Essa campanha, testada nos meses de inverno em Curitiba, época do ano escolhida por ser aquela em que mais dias os caras deixavam de fazer a barba, aumentou as vendas das lâminas da Gillette exatamente em 30%. Sucesso absoluto! Acontece que, logo depois, houve uma mudança na Gillette, quando defenestraram o presidente da empresa, o Donald Weickman, e o diretor de propaganda, o estimado Newton Carvalho. E os sucessores eram executivos medíocres, inclusive o novo presidente, ex-diretor financeiro na Colômbia, com uma visão pequenininha, pequenininha dos negócios e acabaram por cancelar o projeto “campanha do complexo”, que estava previsto ser veiculada nacionalmente.

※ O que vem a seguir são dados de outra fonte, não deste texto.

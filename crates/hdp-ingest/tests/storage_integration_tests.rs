//! Storage and consumer tests against a containerized Postgres
//!
//! These exercise the real SQL path: the migration bootstrap, the upsert
//! semantics on the natural keys, and the all-or-nothing batch transaction.
//! They require Docker; run with:
//!
//! ```bash
//! cargo test -p hdp-ingest --test storage_integration_tests -- --ignored
//! ```

mod common;

use chrono::{NaiveDate, NaiveTime, Utc};
use common::{init_test_tracing, PostgresOptions, TestPostgres};

use hdp_common::types::{DietEntry, WeightRecord};
use hdp_ingest::config::QueueSettings;
use hdp_ingest::consumer::IngestionConsumer;
use hdp_ingest::queue::{Delivery, SqsQueue};
use hdp_ingest::storage;
use hdp_ingest::IngestError;

fn june(day: u32) -> NaiveDate {
    NaiveDate::from_ymd_opt(2024, 6, day).expect("valid date")
}

fn weight_record(day: u32, value: f64) -> WeightRecord {
    WeightRecord {
        date: june(day),
        value,
        observed_at: Utc::now(),
    }
}

fn delivery(id: &str, body: &str) -> Delivery {
    Delivery {
        message_id: id.to_string(),
        body: body.to_string(),
        receipt_handle: format!("rh-{id}"),
    }
}

/// Queue client pointed at a dead endpoint.
///
/// `process_batch` only touches the queue to acknowledge after commit, so an
/// unreachable endpoint makes every acknowledgment fail without affecting
/// the storage path.
async fn unreachable_queue() -> SqsQueue {
    std::env::set_var("AWS_ACCESS_KEY_ID", "test");
    std::env::set_var("AWS_SECRET_ACCESS_KEY", "test");

    SqsQueue::new(&QueueSettings {
        queue_url: "http://127.0.0.1:9/000000000000/hdp-test".to_string(),
        region: "us-east-1".to_string(),
        endpoint: Some("http://127.0.0.1:9".to_string()),
        max_batch: 10,
        wait_time_secs: 1,
    })
    .await
}

async fn weight_row_count(pool: &sqlx::PgPool) -> i64 {
    sqlx::query_scalar("SELECT COUNT(*) FROM weight")
        .fetch_one(pool)
        .await
        .expect("count query failed")
}

#[tokio::test]
#[ignore = "requires Docker"]
async fn test_migrations_create_health_schema() {
    init_test_tracing();

    let pg = TestPostgres::start_with_options(PostgresOptions::without_migrations())
        .await
        .expect("Failed to start PostgreSQL container");
    let pool = pg.pool();

    sqlx::migrate!("../../migrations")
        .run(pool)
        .await
        .expect("Migrations failed");

    for table in ["weight", "diet"] {
        let exists: bool = sqlx::query_scalar(
            "SELECT EXISTS(SELECT 1 FROM information_schema.tables WHERE table_name = $1)",
        )
        .bind(table)
        .fetch_one(pool)
        .await
        .expect("Failed to check table existence");

        assert!(exists, "Table '{table}' should exist after migrations");
    }

    // The plausibility bound is enforced by the schema itself
    let out_of_bounds = sqlx::query("INSERT INTO weight (date, weight) VALUES ($1, $2)")
        .bind(june(5))
        .bind(500.0_f64)
        .execute(pool)
        .await;

    assert!(out_of_bounds.is_err(), "CHECK constraint should reject 500");
}

#[tokio::test]
#[ignore = "requires Docker"]
async fn test_weight_upsert_same_date_keeps_one_row_with_latest_value() {
    init_test_tracing();

    let pg = TestPostgres::start()
        .await
        .expect("Failed to start PostgreSQL container");
    let pool = pg.pool();

    let mut tx = pool.begin().await.expect("begin failed");
    storage::upsert_weight(&mut tx, &weight_record(5, 180.2))
        .await
        .expect("first upsert failed");
    tx.commit().await.expect("commit failed");

    // Redelivery of the same date with a corrected value
    let mut tx = pool.begin().await.expect("begin failed");
    storage::upsert_weight(&mut tx, &weight_record(5, 179.6))
        .await
        .expect("second upsert failed");
    tx.commit().await.expect("commit failed");

    assert_eq!(weight_row_count(pool).await, 1);

    let stored: f64 = sqlx::query_scalar("SELECT weight FROM weight WHERE date = $1")
        .bind(june(5))
        .fetch_one(pool)
        .await
        .expect("select failed");

    assert!((stored - 179.6).abs() < f64::EPSILON);
}

#[tokio::test]
#[ignore = "requires Docker"]
async fn test_diet_upsert_same_slot_keeps_latest_description() {
    init_test_tracing();

    let pg = TestPostgres::start()
        .await
        .expect("Failed to start PostgreSQL container");
    let pool = pg.pool();

    let slot_time = NaiveTime::from_hms_opt(12, 15, 0).expect("valid time");
    let entry = |description: &str| DietEntry {
        date: june(5),
        time: slot_time,
        raw_description: description.to_string(),
    };

    let mut tx = pool.begin().await.expect("begin failed");
    storage::upsert_diet_entry(&mut tx, &entry("first draft"))
        .await
        .expect("first upsert failed");
    storage::upsert_diet_entry(&mut tx, &entry("corrected entry"))
        .await
        .expect("second upsert failed");
    tx.commit().await.expect("commit failed");

    let count: i64 = sqlx::query_scalar("SELECT COUNT(*) FROM diet")
        .fetch_one(pool)
        .await
        .expect("count query failed");
    assert_eq!(count, 1);

    let stored: String = sqlx::query_scalar("SELECT raw_description FROM diet WHERE date = $1")
        .bind(june(5))
        .fetch_one(pool)
        .await
        .expect("select failed");
    assert_eq!(stored, "corrected entry");
}

#[tokio::test]
#[ignore = "requires Docker"]
async fn test_failed_batch_writes_nothing_and_acknowledges_nothing() {
    init_test_tracing();

    let pg = TestPostgres::start()
        .await
        .expect("Failed to start PostgreSQL container");
    let consumer = IngestionConsumer::new(pg.pool().clone(), unreachable_queue().await);

    // The second body parses but fails the plausibility bound mid-batch
    let deliveries = vec![
        delivery(
            "m1",
            r#"{"id":"20240605","value":180.2,"timestamp":"2024-06-05T12:30:00Z"}"#,
        ),
        delivery(
            "m2",
            r#"{"id":"20240606","value":500.0,"timestamp":"2024-06-06T12:30:00Z"}"#,
        ),
    ];

    let err = consumer
        .process_batch(deliveries)
        .await
        .expect_err("batch with an implausible value must fail");
    assert!(matches!(err, IngestError::ImplausibleWeight(_)));

    // The first record's write must have rolled back with the rest
    assert_eq!(weight_row_count(pg.pool()).await, 0);
}

#[tokio::test]
#[ignore = "requires Docker"]
async fn test_committed_batch_tolerates_acknowledgment_failure() {
    init_test_tracing();

    let pg = TestPostgres::start()
        .await
        .expect("Failed to start PostgreSQL container");
    let consumer = IngestionConsumer::new(pg.pool().clone(), unreachable_queue().await);

    let deliveries = vec![
        delivery(
            "m1",
            r#"{"id":"20240605","value":180.2,"timestamp":"2024-06-05T12:30:00Z"}"#,
        ),
        delivery(
            "m2",
            r#"{"id":"20240606","value":179.8,"timestamp":"2024-06-06T12:30:00Z"}"#,
        ),
    ];

    // Every delete fails against the dead endpoint, but the batch is already
    // committed: the outcome reports the writes and zero acknowledgments
    let outcome = consumer
        .process_batch(deliveries)
        .await
        .expect("committed batch must not fail on acknowledgment");

    assert_eq!(outcome.applied, 2);
    assert_eq!(outcome.acknowledged, 0);
    assert_eq!(weight_row_count(pg.pool()).await, 2);
}
//! Diet document extractor
//!
//! Fetches the diet log document and runs the line-grammar scan from
//! `hdp_common::diet`. The fetch and the scan either both succeed or the
//! extraction fails as a whole; there is no partial document.

use tracing::info;

use super::{google::GoogleClient, ExtractError};
use hdp_common::diet::{DietDocument, DocumentParser};

/// Extractor over one diet log document
pub struct DietExtractor<'a> {
    client: &'a GoogleClient,
    parser: &'a DocumentParser,
    doc_id: &'a str,
}

impl<'a> DietExtractor<'a> {
    pub fn new(client: &'a GoogleClient, parser: &'a DocumentParser, doc_id: &'a str) -> Self {
        Self {
            client,
            parser,
            doc_id,
        }
    }

    /// Fetch the document and scan it into dated diet entries
    pub async fn recent(&self) -> Result<DietDocument, ExtractError> {
        let lines = self.client.fetch_document_lines(self.doc_id).await?;
        let document = self.parser.parse(lines.iter().map(String::as_str));

        info!(
            dates = document.len(),
            entries = document.values().map(|d| d.len()).sum::<usize>(),
            "Extracted diet document"
        );

        Ok(document)
    }
}
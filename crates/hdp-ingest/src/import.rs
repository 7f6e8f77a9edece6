//! Direct diet-document import
//!
//! Parses a local export of the diet log (the same two line grammars the
//! server extracts remotely) and upserts the entries straight into the
//! store, bypassing the queue. Used for backfills and for documents that
//! predate the pipeline.

use std::path::Path;

use chrono::{NaiveDate, NaiveTime};
use sqlx::PgPool;
use tracing::info;

use crate::error::{IngestError, IngestResult};
use crate::storage;
use hdp_common::diet::{DietDocument, DocumentParser};
use hdp_common::types::DietEntry;

/// Date format of document date headers ("06/05/24")
const HEADER_DATE_FORMAT: &str = "%m/%d/%y";

/// Time format of document time entries ("8:30", "18:45")
const ENTRY_TIME_FORMAT: &str = "%H:%M";

/// Convert a parsed document into typed entries.
///
/// The parser keeps the literal strings from the document; the storage
/// boundary is where (date, time) becomes a real key, so a header or time
/// that fails to parse fails the whole import here.
pub fn document_to_entries(document: &DietDocument) -> IngestResult<Vec<DietEntry>> {
    let mut entries = Vec::new();

    for (header, times) in document {
        let date = NaiveDate::parse_from_str(header, HEADER_DATE_FORMAT)
            .map_err(|e| IngestError::Parse(format!("date header '{header}': {e}")))?;

        for (time_label, description) in times {
            let time = NaiveTime::parse_from_str(time_label, ENTRY_TIME_FORMAT)
                .map_err(|e| IngestError::Parse(format!("time '{time_label}': {e}")))?;

            entries.push(DietEntry {
                date,
                time,
                raw_description: description.clone(),
            });
        }
    }

    Ok(entries)
}

/// Import one document file transactionally; returns the entry count
pub async fn import_file(pool: &PgPool, path: &Path) -> IngestResult<usize> {
    let text = std::fs::read_to_string(path)?;

    let parser = DocumentParser::new()
        .map_err(|e| IngestError::Parse(format!("parser construction: {e}")))?;
    let document = parser.parse(text.lines());
    let entries = document_to_entries(&document)?;

    let mut tx = pool.begin().await?;
    for entry in &entries {
        storage::upsert_diet_entry(&mut tx, entry).await?;
    }
    tx.commit().await?;

    info!(
        path = %path.display(),
        entries = entries.len(),
        "Diet document imported"
    );

    Ok(entries.len())
}
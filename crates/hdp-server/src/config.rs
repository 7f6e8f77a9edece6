//! Configuration management

use serde::{Deserialize, Serialize};

// ============================================================================
// Server Configuration Constants
// ============================================================================

/// Default server host binding.
pub const DEFAULT_SERVER_HOST: &str = "127.0.0.1";

/// Default server port.
pub const DEFAULT_SERVER_PORT: u16 = 8000;

/// Default shutdown timeout in seconds.
pub const DEFAULT_SHUTDOWN_TIMEOUT_SECS: u64 = 30;

/// Default AWS region for the queue client.
pub const DEFAULT_QUEUE_REGION: &str = "us-east-1";

/// Server configuration
#[derive(Debug, Clone, Serialize, Deserialize)]
pub struct Config {
    pub server: ServerConfig,
    pub google: GoogleConfig,
    pub queue: QueueConfig,
}

/// Server-specific configuration
#[derive(Debug, Clone, Serialize, Deserialize)]
pub struct ServerConfig {
    pub host: String,
    pub port: u16,
    pub shutdown_timeout_secs: u64,
}

/// Google API configuration
///
/// `credentials` is the raw secret blob as stored (single-quoted JSON); it is
/// normalized and typed once at startup, not per request.
#[derive(Debug, Clone, Serialize, Deserialize)]
pub struct GoogleConfig {
    pub credentials: String,
    pub sheet_id: String,
    pub doc_id: String,
}

/// Queue (SQS) configuration
#[derive(Debug, Clone, Serialize, Deserialize)]
pub struct QueueConfig {
    pub queue_url: String,
    pub region: String,
    /// Endpoint override for local queues (elasticmq, localstack)
    pub endpoint: Option<String>,
}

impl Config {
    /// Load configuration from environment and defaults
    pub fn load() -> anyhow::Result<Self> {
        dotenvy::dotenv().ok();

        let config = Config {
            server: ServerConfig {
                host: std::env::var("HDP_HOST").unwrap_or_else(|_| DEFAULT_SERVER_HOST.to_string()),
                port: std::env::var("HDP_PORT")
                    .ok()
                    .and_then(|s| s.parse().ok())
                    .unwrap_or(DEFAULT_SERVER_PORT),
                shutdown_timeout_secs: std::env::var("HDP_SHUTDOWN_TIMEOUT")
                    .ok()
                    .and_then(|s| s.parse().ok())
                    .unwrap_or(DEFAULT_SHUTDOWN_TIMEOUT_SECS),
            },
            google: GoogleConfig {
                credentials: std::env::var("GOOGLE_CREDENTIALS").unwrap_or_default(),
                sheet_id: std::env::var("SHEET_ID").unwrap_or_default(),
                doc_id: std::env::var("DOC_ID").unwrap_or_default(),
            },
            queue: QueueConfig {
                queue_url: std::env::var("SQS_QUEUE_URL").unwrap_or_default(),
                region: std::env::var("SQS_REGION")
                    .unwrap_or_else(|_| DEFAULT_QUEUE_REGION.to_string()),
                endpoint: std::env::var("SQS_ENDPOINT").ok(),
            },
        };

        config.validate()?;

        Ok(config)
    }

    /// Validate configuration
    pub fn validate(&self) -> anyhow::Result<()> {
        if self.server.port == 0 {
            anyhow::bail!("Server port must be greater than 0");
        }

        if self.google.credentials.is_empty() {
            anyhow::bail!("GOOGLE_CREDENTIALS must be set");
        }

        if self.google.sheet_id.is_empty() {
            anyhow::bail!("SHEET_ID must be set");
        }

        if self.google.doc_id.is_empty() {
            anyhow::bail!("DOC_ID must be set");
        }

        if self.queue.queue_url.is_empty() {
            anyhow::bail!("SQS_QUEUE_URL must be set");
        }

        Ok(())
    }
}

impl Default for Config {
    fn default() -> Self {
        Self {
            server: ServerConfig {
                host: DEFAULT_SERVER_HOST.to_string(),
                port: DEFAULT_SERVER_PORT,
                shutdown_timeout_secs: DEFAULT_SHUTDOWN_TIMEOUT_SECS,
            },
            google: GoogleConfig {
                credentials: String::new(),
                sheet_id: String::new(),
                doc_id: String::new(),
            },
            queue: QueueConfig {
                queue_url: String::new(),
                region: DEFAULT_QUEUE_REGION.to_string(),
                endpoint: None,
            },
        }
    }
}
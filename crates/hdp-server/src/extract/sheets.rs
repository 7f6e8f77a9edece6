//! Weight sheet extractor
//!
//! The weight spreadsheet has one tab per year, rows 2..=367 of
//! `(date, ..unused.., value)`. Extraction builds a date -> value mapping per
//! year, merges the current and prior year for the read endpoint, and windows
//! to the trailing week for queue publishing.

use std::collections::BTreeMap;

use chrono::{Datelike, Duration, NaiveDate};
use tracing::info;

use super::{google::GoogleClient, ExtractError};
use hdp_common::types::DATE_KEY_FORMAT;

/// Date format of the sheet's date column
pub const SHEET_DATE_FORMAT: &str = "%Y-%m-%d";

/// Publish window: dates strictly after `today - RECENT_WINDOW_DAYS`
pub const RECENT_WINDOW_DAYS: i64 = 7;

/// A sheet row needs at least (date, _, value); shorter trailing rows are
/// ragged filler, not data
const MIN_ROW_CELLS: usize = 3;

/// The fetched range starts at spreadsheet row 2 (row 1 is the header)
const FIRST_DATA_ROW: usize = 2;

/// One parsed spreadsheet row
#[derive(Debug, Clone, PartialEq)]
pub struct SheetRow {
    pub date: NaiveDate,
    pub value: f64,
}

/// Parse one row of string cells.
///
/// Rows with fewer than [`MIN_ROW_CELLS`] cells are dropped (`Ok(None)`);
/// a malformed date or value aborts the extraction with the offending
/// spreadsheet row number.
fn parse_row(row_number: usize, cells: &[String]) -> Result<Option<SheetRow>, ExtractError> {
    if cells.len() < MIN_ROW_CELLS {
        return Ok(None);
    }

    let date = NaiveDate::parse_from_str(&cells[0], SHEET_DATE_FORMAT)
        .map_err(|e| ExtractError::row(row_number, format!("invalid date '{}': {}", cells[0], e)))?;

    let value: f64 = cells[2]
        .parse()
        .map_err(|e| ExtractError::row(row_number, format!("invalid value '{}': {}", cells[2], e)))?;

    Ok(Some(SheetRow { date, value }))
}

/// Extractor over one weight spreadsheet
pub struct SheetExtractor<'a> {
    client: &'a GoogleClient,
    sheet_id: &'a str,
}

impl<'a> SheetExtractor<'a> {
    pub fn new(client: &'a GoogleClient, sheet_id: &'a str) -> Self {
        Self { client, sheet_id }
    }

    /// Extract the date -> weight mapping for one year tab
    pub async fn weights_for_year(
        &self,
        year: i32,
    ) -> Result<BTreeMap<NaiveDate, f64>, ExtractError> {
        let range = format!("{year}!R2C1:R367C3");
        let rows = self.client.fetch_values(self.sheet_id, &range).await?;

        let mut weights = BTreeMap::new();
        for (index, cells) in rows.iter().enumerate() {
            if let Some(row) = parse_row(FIRST_DATA_ROW + index, cells)? {
                weights.insert(row.date, row.value);
            }
        }

        info!(year, rows = weights.len(), "Extracted weight rows");
        Ok(weights)
    }

    /// Extract and merge the prior and current year.
    ///
    /// The current year is merged last, so it wins any date collision.
    pub async fn recent(&self, today: NaiveDate) -> Result<BTreeMap<NaiveDate, f64>, ExtractError> {
        let current_year = today.year();

        let mut merged = self.weights_for_year(current_year - 1).await?;
        merged.extend(self.weights_for_year(current_year).await?);

        Ok(merged)
    }
}

/// Window a weight mapping to dates strictly after `today - 7 days`,
/// re-keyed to the canonical `YYYYMMDD` queue key.
pub fn publish_window(
    weights: &BTreeMap<NaiveDate, f64>,
    today: NaiveDate,
) -> BTreeMap<String, f64> {
    let cutoff = today - Duration::days(RECENT_WINDOW_DAYS);

    weights
        .iter()
        .filter(|(date, _)| **date > cutoff)
        .map(|(date, value)| (date.format(DATE_KEY_FORMAT).to_string(), *value))
        .collect()
}
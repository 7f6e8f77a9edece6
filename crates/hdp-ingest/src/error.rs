//! Ingestion-side error types

use thiserror::Error;

/// Result type alias for ingestion operations
pub type IngestResult<T> = std::result::Result<T, IngestError>;

/// Errors from the consumer and storage layers.
///
/// `Parse` and `Database` are batch-fatal: the transaction rolls back,
/// nothing is acknowledged, and the queue redelivers the whole batch.
#[derive(Error, Debug)]
pub enum IngestError {
    #[error("Configuration error: {0}")]
    Config(String),

    #[error("Queue error: {0}")]
    Queue(String),

    #[error("Message parse failed: {0}")]
    Parse(String),

    #[error("Weight value {0} outside plausible bounds (0, 300)")]
    ImplausibleWeight(f64),

    #[error("Database error: {0}")]
    Database(#[from] sqlx::Error),

    #[error("IO error: {0}")]
    Io(#[from] std::io::Error),
}
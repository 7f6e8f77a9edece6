//! HDP Ingest Library
//!
//! Downstream half of the health-metrics pipeline: queue consumption and
//! durable storage.
//!
//! # Guarantees
//!
//! The queue delivers at least once, in no particular order, with no
//! built-in deduplication. The consumer turns that into
//! exactly-once-in-effect storage:
//!
//! - each batch is applied inside one transaction on one pooled connection,
//! - every write is an upsert on the record's natural key,
//! - messages are acknowledged only after the whole batch has committed.
//!
//! A failed batch is never partially visible and never acknowledged; the
//! queue's redelivery policy owns the retry.

pub mod config;
pub mod consumer;
pub mod error;
pub mod import;
pub mod queue;
pub mod storage;

// Re-export commonly used types
pub use error::{IngestError, IngestResult};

Mas, voltando ao nosso assunto, o que os grandes planejadores, independentemente de serem ou não da criação faziam, era trabalhar em busca de grandes idéias, partindo do princípio de que fazer uma excelente campanha de propaganda seria bom não só para a criação como também para a agência como um todo e para o cliente ainda mais.
Claro que hoje existem ainda exemplares de planejadores de boas cepas, como o Júlio Ribeiro, da Talent, cria do igualmente saudoso Hélio Silveira da Motta, o Ralph Fuchs, o Cama, o Dalton Pastore e, no Rio, a Ângela Milet, que durante uns dez anos ajudou a Contemporânea a se tornar uma agência extremamente criativa e que hoje é diretora de planejamento da Script. Porém, é forçoso reconhecer, são exceções dentro da “juniorização” do marketing nos clientes e nas próprias agências, com seus profissionais atualmente mais preocupados em disputar o poder dentro das empresas. O que explica, por outro lado, o sucesso das agências dirigidas por profissionais de criação, como a DPZ, a W/Brasil, a Africa, a F/Nazca, a Fisher, a Click, etc. etc.
Sim, amigo leitor, já houve um tempo em que a regra era o planejamento e a criação se darem tão bem quanto namorados extremamente apaixonados. E hoje?